The timing of puberty is partially associated with the timing of first sex, the birth of the first child and reproductive lifespan, at least in women. Early maturers are more likely to have sex at a younger age, have earlier pregnancies and experience later cessation of reproduction (i.e. the start of menopause) compared with late bloomers (Coall and others, 2016). This suggests that the timing of menarche is a fair indicator of the pace of the reproductive strategy being pursued. Faster life history strategies, of which early reproduction is a component, are also associated with higher mortality (Nettle, 2010). For men, however, the story is not quite as clear, and the evidence much scanter than for women (Sheppard and Sear, 2012; Bogaert, 2005). Figure 1 illustrates how sex differences in human life histories might operate. Using data from the United States, Sheppard and others (2015) show two different life history trajectories between early childhood disruption, age at puberty and final adult height (an indicator of growth during childhood and puberty), for boys and girls. For girls, weight gain happens faster and puberty starts at a younger age, while for boys growth is slower and puberty is delayed — nonetheless, in both cases, childhood disruption ultimately leads to reduced growth and shorter adult stature.

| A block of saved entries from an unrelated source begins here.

// Core ID and version types for the session protocol.
//
// These are lightweight newtypes shared by `message.rs` (wire messages) and
// the session crate (`wayfarer_session`). `PeerId` is generated once per
// process at start-up and never changes; the other counters are assigned by
// whichever side originates the value (message ids per sender, ticket ids by
// the coordinator, sync versions by the current leader).
//
// `GameVersion` is a `major.minor.patch` triple serialized as a string. The
// compatibility rule shared by the handshake gate and the character snapshot
// store lives here: major components must match exactly, minor and patch may
// differ.

use std::fmt;
use std::str::FromStr;

use serde::{Deserialize, Serialize};
use uuid::Uuid;

/// Opaque, process-unique peer identity.
#[derive(Clone, Copy, Debug, PartialEq, Eq, Hash, PartialOrd, Ord, Serialize, Deserialize)]
pub struct PeerId(pub Uuid);

impl PeerId {
    /// Reserved sender id for envelopes originated by the session coordinator
    /// itself rather than by a game peer.
    pub const SESSION: PeerId = PeerId(Uuid::nil());

    /// Fresh random id. Call once at process start.
    pub fn generate() -> Self {
        PeerId(Uuid::new_v4())
    }

    pub fn is_session(&self) -> bool {
        self.0.is_nil()
    }
}

impl fmt::Display for PeerId {
    fn fmt(&self, f: &mut fmt::Formatter<'_>) -> fmt::Result {
        if self.is_session() {
            return f.write_str("session");
        }
        // The first block is plenty for log lines.
        let s = self.0.simple().to_string();
        f.write_str(&s[..8])
    }
}

/// Per-sender monotonic envelope id.
#[derive(Clone, Copy, Debug, PartialEq, Eq, Hash, PartialOrd, Ord, Serialize, Deserialize)]
pub struct MessageId(pub u64);

/// Coordinator-assigned id of one leadership vote.
#[derive(Clone, Copy, Debug, PartialEq, Eq, Hash, PartialOrd, Ord, Serialize, Deserialize)]
pub struct TicketId(pub u64);

/// Version counter of the replicated session state.
#[derive(
    Clone, Copy, Debug, Default, PartialEq, Eq, Hash, PartialOrd, Ord, Serialize, Deserialize,
)]
pub struct SyncVersion(pub u64);

impl SyncVersion {
    pub fn next(self) -> Self {
        SyncVersion(self.0 + 1)
    }
}

/// Semantic game version, e.g. `1.4.2`.
#[derive(Clone, Copy, Debug, PartialEq, Eq, Hash, PartialOrd, Ord, Serialize, Deserialize)]
#[serde(try_from = "String", into = "String")]
pub struct GameVersion {
    pub major: u32,
    pub minor: u32,
    pub patch: u32,
}

impl GameVersion {
    pub const fn new(major: u32, minor: u32, patch: u32) -> Self {
        Self {
            major,
            minor,
            patch,
        }
    }

    /// Major components must match; minor and patch may differ.
    pub fn is_compatible_with(&self, other: &GameVersion) -> bool {
        self.major == other.major
    }
}

impl fmt::Display for GameVersion {
    fn fmt(&self, f: &mut fmt::Formatter<'_>) -> fmt::Result {
        write!(f, "{}.{}.{}", self.major, self.minor, self.patch)
    }
}

/// Error returned when a version string is not `major[.minor[.patch]]`.
#[derive(Clone, Debug, PartialEq, Eq, thiserror::Error)]
#[error("invalid game version '{0}'")]
pub struct ParseVersionError(pub String);

impl FromStr for GameVersion {
    type Err = ParseVersionError;

    fn from_str(s: &str) -> Result<Self, Self::Err> {
        let trimmed = s.trim().trim_start_matches('v');
        let mut parts = trimmed.split('.');
        let mut next = |required: bool| -> Result<u32, ParseVersionError> {
            match parts.next() {
                Some(p) => p.parse().map_err(|_| ParseVersionError(s.to_string())),
                None if required => Err(ParseVersionError(s.to_string())),
                None => Ok(0),
            }
        };
        let major = next(true)?;
        let minor = next(false)?;
        let patch = next(false)?;
        if parts.next().is_some() {
            return Err(ParseVersionError(s.to_string()));
        }
        Ok(GameVersion::new(major, minor, patch))
    }
}

impl TryFrom<String> for GameVersion {
    type Error = ParseVersionError;

    fn try_from(value: String) -> Result<Self, Self::Error> {
        value.parse()
    }
}

impl From<GameVersion> for String {
    fn from(v: GameVersion) -> String {
        v.to_string()
    }
}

Demographers tend to focus on female fertility and largely ignore male fertility behaviour, but evolution predicts that men and women will not behave in the same way, and so a fuller understanding of demographic processes, especially around fertility, can only be attained by considering both sexes.
One associated adolescent trait that deserves a brief mention here is risk-taking. Risk-taking is most commonly found among adolescent boys until young adulthood (or even later). Although it is not only a male trait, it is much less frequently observed in girls (however, girls certainly can and do take risks too (Cross, 2010)). From an evolutionary standpoint, risk-taking is often thought to arise as an outcome of male-male competition (Chisholm, 1999). These are high-risk (e.g. failure, injury, death) high-payoff (reproductive and/or parenting opportunities) reproductive strategies. This behaviour is especially prominent during adolescence when young men are preparing for adulthood.
After men become fathers their testosterone levels recede as they turn to parenting rather than mating behaviour (Gettler and others, 2011). Young men want to have sex and will compete to attract young nubile women. It is a dual-purpose strategy: there is competition with other males (such as outwitting each other or simply fighting), and also showing off prowess and skill to the sought-after females. There are, by definition, costs (sometimes very high) to risk-taking. The whole point of the risk is that if it goes wrong, it can cost the young man’s life, result in injuries, or at the very least, cause embarrassment and the loss of status. Risk-taking requires the careful balance of risk; it needs to be risky enough to be impressive (ultimately increasing reproductive success), but not so risky that it results in no fitness legacy at all. Accidents happen when the risk is miscalculated, or unknowns are not factored in. Demographers who are interested in male-biased sex ratios and male mortality more generally would do well to understand male risk-taking strategies (Schacht and Borgerhoff Mulder, 2015). Seldom is the relationship between mortality and fertility more conspicuous than when witnessing male-male competition for females. Note that risk-taking is not the only male competition strategy available; not all young men fight and show off, at least not in life-threatening ways. Some men are more suited to other tactics such as displaying good parenting skills, being a good provider, exhibiting creative talents, etc. The strategy adopted will depend on the young man’s resources, both physical and material (i.e. his environment).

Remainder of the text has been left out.